- WHAT YOU ARE ASKED TO DO:
When a line below contains the string "character", show that line.

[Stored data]
——

//! Mesh renderer component
//!
//! Marks an entity as drawable and classifies how it reacts when the main
//! character touches it.

use crate::render::assets::{MaterialHandle, MeshHandle};
use serde::{Deserialize, Serialize};

/// How collision with the main character is handled
#[derive(Debug, Clone, Copy, PartialEq, Eq, Hash, Default, Serialize, Deserialize)]
pub enum CollidingType {
    /// Walls: the camera is rolled back to its last safe transform
    Boundary,
    /// Presents: hidden and counted on first touch
    Collectable,
    /// No collision response
    #[default]
    Ignore,
    /// Hazards: cost a heart, gated by a recovery cooldown
    Avoidable,
}

/// Role of the renderable in the game
#[derive(Debug, Clone, Copy, PartialEq, Eq, Hash, Default, Serialize, Deserialize)]
pub enum RenderKind {
    /// The main character (or ordinary scene geometry)
    #[default]
    Main,
    /// On-screen present counter icon
    Present,
    /// On-screen heart counter icon
    Heart,
}

/// Component for entities that can be rendered
///
/// Mesh and material are registry handles; the registry owns the assets.
#[derive(Debug, Clone, PartialEq)]
pub struct MeshRendererComponent {
    /// Mesh to draw
    pub mesh: MeshHandle,

    /// Material used to draw the mesh
    pub material: MaterialHandle,

    /// Collision response class
    pub colliding_type: CollidingType,

    /// Gameplay role
    pub kind: RenderKind,

    /// Hidden renderables keep their uniform setup but skip the draw call
    pub hidden: bool,
}

impl MeshRendererComponent {
    /// Create a visible, non-colliding renderable
    pub fn new(mesh: MeshHandle, material: MaterialHandle) -> Self {
        Self {
            mesh,
            material,
            colliding_type: CollidingType::default(),
            kind: RenderKind::default(),
            hidden: false,
        }
    }

    /// Builder pattern: Set collision response
    pub fn with_colliding_type(mut self, colliding_type: CollidingType) -> Self {
        self.colliding_type = colliding_type;
        self
    }

    /// Builder pattern: Set gameplay role
    pub fn with_kind(mut self, kind: RenderKind) -> Self {
        self.kind = kind;
        self
    }

    /// Builder pattern: Start hidden
    pub fn hidden(mut self) -> Self {
        self.hidden = true;
        self
    }

    /// Whether collisions against this renderable are evaluated at all
    pub fn collides(&self) -> bool {
        self.colliding_type != CollidingType::Ignore
    }
}
//! ECS World implementation
//!
//! The world is the sole owner of every entity. Parent links are weak: they
//! are entity keys looked up in the world's table, never owning pointers, so
//! destroying or re-parenting an entity can't leave a dangling reference.

use super::{Component, Entity};
use crate::foundation::math::{Mat4, Transform};
use slotmap::SlotMap;
use std::any::{Any, TypeId};
use std::collections::HashMap;

/// Per-entity storage
struct EntityRecord {
    name: Option<String>,
    parent: Option<Entity>,
    local_transform: Transform,
    last_non_collided_transform: Option<Transform>,
    components: HashMap<TypeId, Box<dyn Any + Send + Sync>>,
}

impl EntityRecord {
    fn new(parent: Option<Entity>) -> Self {
        Self {
            name: None,
            parent,
            local_transform: Transform::default(),
            last_non_collided_transform: None,
            components: HashMap::new(),
        }
    }
}

/// ECS World containing all entities and components
pub struct World {
    records: SlotMap<Entity, EntityRecord>,
    /// Creation order; the iteration order systems observe
    order: Vec<Entity>,
}

impl World {
    /// Create a new world
    pub fn new() -> Self {
        Self {
            records: SlotMap::with_key(),
            order: Vec::new(),
        }
    }

    /// Create a new root entity
    pub fn create_entity(&mut self) -> Entity {
        let entity = self.records.insert(EntityRecord::new(None));
        self.order.push(entity);
        entity
    }

    /// Create a new entity parented to `parent`
    ///
    /// A dead parent yields a root entity.
    pub fn create_child(&mut self, parent: Entity) -> Entity {
        let parent = self.records.contains_key(parent).then_some(parent);
        let entity = self.records.insert(EntityRecord::new(parent));
        self.order.push(entity);
        entity
    }

    /// Destroy an entity and all of its components
    ///
    /// Children of the destroyed entity become roots. Returns `false` if the
    /// entity was already dead.
    pub fn destroy_entity(&mut self, entity: Entity) -> bool {
        if self.records.remove(entity).is_none() {
            return false;
        }
        self.order.retain(|e| *e != entity);
        for record in self.records.values_mut() {
            if record.parent == Some(entity) {
                record.parent = None;
            }
        }
        true
    }

    /// Remove every entity
    pub fn clear(&mut self) {
        self.records.clear();
        self.order.clear();
    }

    /// Whether the entity is alive
    pub fn contains(&self, entity: Entity) -> bool {
        self.records.contains_key(entity)
    }

    /// Number of live entities
    pub fn len(&self) -> usize {
        self.order.len()
    }

    /// Whether the world holds no entities
    pub fn is_empty(&self) -> bool {
        self.order.is_empty()
    }

    /// Iterate all live entities in creation order
    pub fn entities(&self) -> impl Iterator<Item = Entity> + '_ {
        self.order.iter().copied()
    }

    /// Debug name of an entity
    pub fn name(&self, entity: Entity) -> Option<&str> {
        self.records.get(entity)?.name.as_deref()
    }

    /// Set the debug name of an entity
    pub fn set_name(&mut self, entity: Entity, name: impl Into<String>) {
        if let Some(record) = self.records.get_mut(entity) {
            record.name = Some(name.into());
        }
    }

    /// First entity carrying the given debug name
    pub fn find_by_name(&self, name: &str) -> Option<Entity> {
        self.entities().find(|e| self.name(*e) == Some(name))
    }

    // ---------------------------------------------------------------------
    // Hierarchy
    // ---------------------------------------------------------------------

    /// Parent of an entity, if it has a live one
    pub fn parent(&self, entity: Entity) -> Option<Entity> {
        self.records.get(entity)?.parent
    }

    /// Re-parent an entity (`None` makes it a root)
    ///
    /// Returns `false` and leaves the hierarchy untouched when either entity is
    /// dead or the new link would create a cycle.
    pub fn set_parent(&mut self, entity: Entity, parent: Option<Entity>) -> bool {
        if !self.contains(entity) {
            return false;
        }
        if let Some(new_parent) = parent {
            if !self.contains(new_parent) {
                return false;
            }
            let mut cursor = Some(new_parent);
            while let Some(ancestor) = cursor {
                if ancestor == entity {
                    return false;
                }
                cursor = self.parent(ancestor);
            }
        }
        if let Some(record) = self.records.get_mut(entity) {
            record.parent = parent;
        }
        true
    }

    /// Direct children of an entity, in creation order
    pub fn children(&self, entity: Entity) -> impl Iterator<Item = Entity> + '_ {
        self.entities().filter(move |e| self.parent(*e) == Some(entity))
    }

    // ---------------------------------------------------------------------
    // Transforms
    // ---------------------------------------------------------------------

    /// Local transform of an entity
    pub fn local_transform(&self, entity: Entity) -> Option<&Transform> {
        self.records.get(entity).map(|r| &r.local_transform)
    }

    /// Mutable local transform of an entity
    pub fn local_transform_mut(&mut self, entity: Entity) -> Option<&mut Transform> {
        self.records.get_mut(entity).map(|r| &mut r.local_transform)
    }

    /// Replace the local transform of an entity
    pub fn set_local_transform(&mut self, entity: Entity, transform: Transform) {
        if let Some(record) = self.records.get_mut(entity) {
            record.local_transform = transform;
        }
    }

    /// Last transform recorded as collision-free for this entity
    ///
    /// `None` until one has been recorded.
    pub fn last_non_collided_transform(&self, entity: Entity) -> Option<&Transform> {
        self.records
            .get(entity)
            .and_then(|r| r.last_non_collided_transform.as_ref())
    }

    /// Record the collision-free rollback transform for this entity
    pub fn set_last_non_collided_transform(&mut self, entity: Entity, transform: Transform) {
        if let Some(record) = self.records.get_mut(entity) {
            record.last_non_collided_transform = Some(transform);
        }
    }

    /// Local-to-world matrix: `parent_world * local`, identity above the root
    ///
    /// Recomputed on every call by walking the parent chain. A dead entity
    /// yields the identity matrix.
    pub fn local_to_world_matrix(&self, entity: Entity) -> Mat4 {
        let mut matrix = Mat4::identity();
        let mut cursor = Some(entity);
        while let Some(current) = cursor {
            let Some(record) = self.records.get(current) else {
                break;
            };
            matrix = record.local_transform.to_matrix() * matrix;
            cursor = record.parent;
        }
        matrix
    }

    // ---------------------------------------------------------------------
    // Components
    // ---------------------------------------------------------------------

    /// Add a component to an entity, replacing any previous instance of `T`
    ///
    /// Returns the replaced component, if any.
    pub fn add_component<T: Component>(&mut self, entity: Entity, component: T) -> Option<T> {
        let record = self.records.get_mut(entity)?;
        record
            .components
            .insert(TypeId::of::<T>(), Box::new(component))
            .and_then(|old| old.downcast::<T>().ok())
            .map(|boxed| *boxed)
    }

    /// Get a component from an entity
    pub fn get_component<T: Component>(&self, entity: Entity) -> Option<&T> {
        self.records
            .get(entity)?
            .components
            .get(&TypeId::of::<T>())?
            .downcast_ref::<T>()
    }

    /// Get a mutable component from an entity
    pub fn get_component_mut<T: Component>(&mut self, entity: Entity) -> Option<&mut T> {
        self.records
            .get_mut(entity)?
            .components
            .get_mut(&TypeId::of::<T>())?
            .downcast_mut::<T>()
    }

    /// Whether the entity carries a component of type `T`
    pub fn has_component<T: Component>(&self, entity: Entity) -> bool {
        self.records
            .get(entity)
            .is_some_and(|r| r.components.contains_key(&TypeId::of::<T>()))
    }

    /// Detach and return a component
    pub fn remove_component<T: Component>(&mut self, entity: Entity) -> Option<T> {
        self.records
            .get_mut(entity)?
            .components
            .remove(&TypeId::of::<T>())
            .and_then(|old| old.downcast::<T>().ok())
            .map(|boxed| *boxed)
    }

    /// Entities carrying a component of type `T`, in creation order
    pub fn entities_with<T: Component>(&self) -> impl Iterator<Item = Entity> + '_ {
        self.entities().filter(move |e| self.has_component::<T>(*e))
    }

    /// All `(entity, component)` pairs for component type `T`, in creation order
    pub fn query<T: Component>(&self) -> Vec<(Entity, &T)> {
        self.entities()
            .filter_map(|e| self.get_component::<T>(e).map(|c| (e, c)))
            .collect()
    }
}

impl Default for World {
    fn default() -> Self {
        Self::new()
    }
}
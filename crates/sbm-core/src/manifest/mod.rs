//! Package manifest resolution.
//!
//! Extracts the package identifier and declared targets from `Package.swift`
//! by scanning its text. The manifest is never executed, so this is a
//! heuristic: computed names, declarations built in helper functions and
//! conditional target lists are not seen.

mod scan;

use std::path::{Path, PathBuf};
use std::sync::LazyLock;

use regex::Regex;
use tracing::{debug, warn};

use crate::error::{SbmError, SbmResult};
use crate::types::{Target, TargetRole};

pub const MANIFEST_FILE: &str = "Package.swift";

static PACKAGE_DECL_PATTERN: LazyLock<Option<Regex>> =
    LazyLock::new(|| Regex::new(r"\bPackage\s*\(").ok());
static TARGET_DECL_PATTERN: LazyLock<Option<Regex>> =
    LazyLock::new(|| Regex::new(r"\.(executableTarget|target)\s*\(").ok());
static NAME_FIELD_PATTERN: LazyLock<Option<Regex>> =
    LazyLock::new(|| Regex::new(r#"\bname\s*:\s*"([^"]+)""#).ok());
static PATH_FIELD_PATTERN: LazyLock<Option<Regex>> =
    LazyLock::new(|| Regex::new(r#"\bpath\s*:\s*"([^"]+)""#).ok());

// `app` also covers `application`.
const APP_MARKERS: &[&str] = &["app"];
const CLI_MARKERS: &[&str] = &["cli", "tool", "cmd"];

/// Result of scanning a manifest.
#[derive(Debug, Clone)]
pub struct Manifest {
    pub path: PathBuf,
    /// `name:` of the `Package(...)` declaration, when one was found.
    pub package_name: Option<String>,
    /// Every target declaration in source order, libraries included.
    /// Redeclared names appear once per declaration.
    pub targets: Vec<Target>,
}

impl Manifest {
    /// Scan manifest text. `path` is only recorded for error reporting.
    pub fn parse(path: impl Into<PathBuf>, source: &str) -> Self {
        let text = scan::strip_comments(source);
        let package_name = find_package_name(&text);
        let targets = find_targets(&text);
        Self {
            path: path.into(),
            package_name,
            targets,
        }
    }

    /// Targets that produce an executable, in declaration order.
    pub fn executable_targets(&self) -> Vec<Target> {
        self.targets
            .iter()
            .filter(|t| t.role != TargetRole::Library)
            .cloned()
            .collect()
    }
}

pub fn manifest_path(project_root: &Path) -> PathBuf {
    project_root.join(MANIFEST_FILE)
}

/// Read and scan the manifest of `project_root`.
pub fn read_manifest(project_root: &Path) -> SbmResult<Manifest> {
    let path = manifest_path(project_root);
    let source = std::fs::read_to_string(&path).map_err(|source| SbmError::ManifestUnreadable {
        path: path.clone(),
        source,
    })?;
    let manifest = Manifest::parse(&path, &source);
    debug!(
        manifest = %path.display(),
        package = ?manifest.package_name,
        targets = manifest.targets.len(),
        "Scanned manifest"
    );
    Ok(manifest)
}

/// Package identifier for `project_root`. Never fails: an unreadable or
/// unmatched manifest yields the directory's base name.
pub fn package_identifier(project_root: &Path) -> String {
    match read_manifest(project_root) {
        Ok(manifest) => {
            if let Some(name) = manifest.package_name {
                return name;
            }
        }
        Err(err) => warn!(error = %err, "Falling back to directory name for package identifier"),
    }
    directory_name(project_root)
}

/// Executable targets of `project_root`, in declaration order.
pub fn resolve_targets(project_root: &Path) -> SbmResult<Vec<Target>> {
    let manifest = read_manifest(project_root)?;
    let targets = manifest.executable_targets();
    if targets.is_empty() {
        return Err(SbmError::NoExecutableTargets {
            manifest: manifest.path,
        });
    }
    Ok(targets)
}

/// Role from markers anywhere in the lowercased name or path.
pub fn infer_role(name: &str, path: Option<&str>) -> TargetRole {
    let haystacks = [Some(name), path].map(|s| s.map(str::to_lowercase));
    let mentions = |markers: &[&str]| {
        haystacks
            .iter()
            .flatten()
            .any(|text| markers.iter().any(|m| text.contains(*m)))
    };
    if mentions(APP_MARKERS) {
        TargetRole::App
    } else if mentions(CLI_MARKERS) {
        TargetRole::Cli
    } else {
        TargetRole::Unknown
    }
}

fn directory_name(project_root: &Path) -> String {
    let absolute = std::path::absolute(project_root).unwrap_or_else(|_| project_root.to_path_buf());
    absolute
        .file_name()
        .map(|n| n.to_string_lossy().into_owned())
        .unwrap_or_else(|| absolute.display().to_string())
}

fn find_package_name(text: &str) -> Option<String> {
    let name_pattern = NAME_FIELD_PATTERN.as_ref()?;

    if let Some(decl) = PACKAGE_DECL_PATTERN.as_ref().and_then(|re| re.find(text)) {
        let open = decl.end() - 1;
        if let Some(end) = scan::matching_paren(text, open) {
            let args = scan::top_level_only(&text[open..end]);
            if let Some(caps) = name_pattern.captures(&args) {
                return Some(caps[1].to_string());
            }
        }
    }

    // No recognizable Package(...) call: take the first name field anywhere.
    name_pattern.captures(text).map(|caps| caps[1].to_string())
}

fn find_targets(text: &str) -> Vec<Target> {
    let (Some(decl_pattern), Some(name_pattern)) =
        (TARGET_DECL_PATTERN.as_ref(), NAME_FIELD_PATTERN.as_ref())
    else {
        return Vec::new();
    };

    let mut targets = Vec::new();
    let mut covered_until = 0usize;

    for caps in decl_pattern.captures_iter(text) {
        let (Some(whole), Some(kind)) = (caps.get(0), caps.get(1)) else {
            continue;
        };
        // `.target(name:)` inside another declaration is a dependency reference.
        if whole.start() < covered_until {
            continue;
        }
        let open = whole.end() - 1;
        let Some(end) = scan::matching_paren(text, open) else {
            debug!(offset = whole.start(), "Unterminated target declaration");
            continue;
        };
        covered_until = end;

        let args = scan::top_level_only(&text[open..end]);
        let Some(name) = name_pattern.captures(&args).map(|c| c[1].to_string()) else {
            debug!(offset = whole.start(), "Target declaration without a literal name");
            continue;
        };
        let path = PATH_FIELD_PATTERN
            .as_ref()
            .and_then(|re| re.captures(&args))
            .map(|c| c[1].to_string());

        let role = if kind.as_str() == "target" {
            TargetRole::Library
        } else {
            infer_role(&name, path.as_deref())
        };
        let target = Target::new(name, role);
        targets.push(match path {
            Some(path) => target.with_path(path),
            None => target,
        });
    }

    targets
}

——

- YOUR SOLUTION:
//! character touches it.
/// How collision with the main character is handled
    /// The main character (or ordinary scene geometry)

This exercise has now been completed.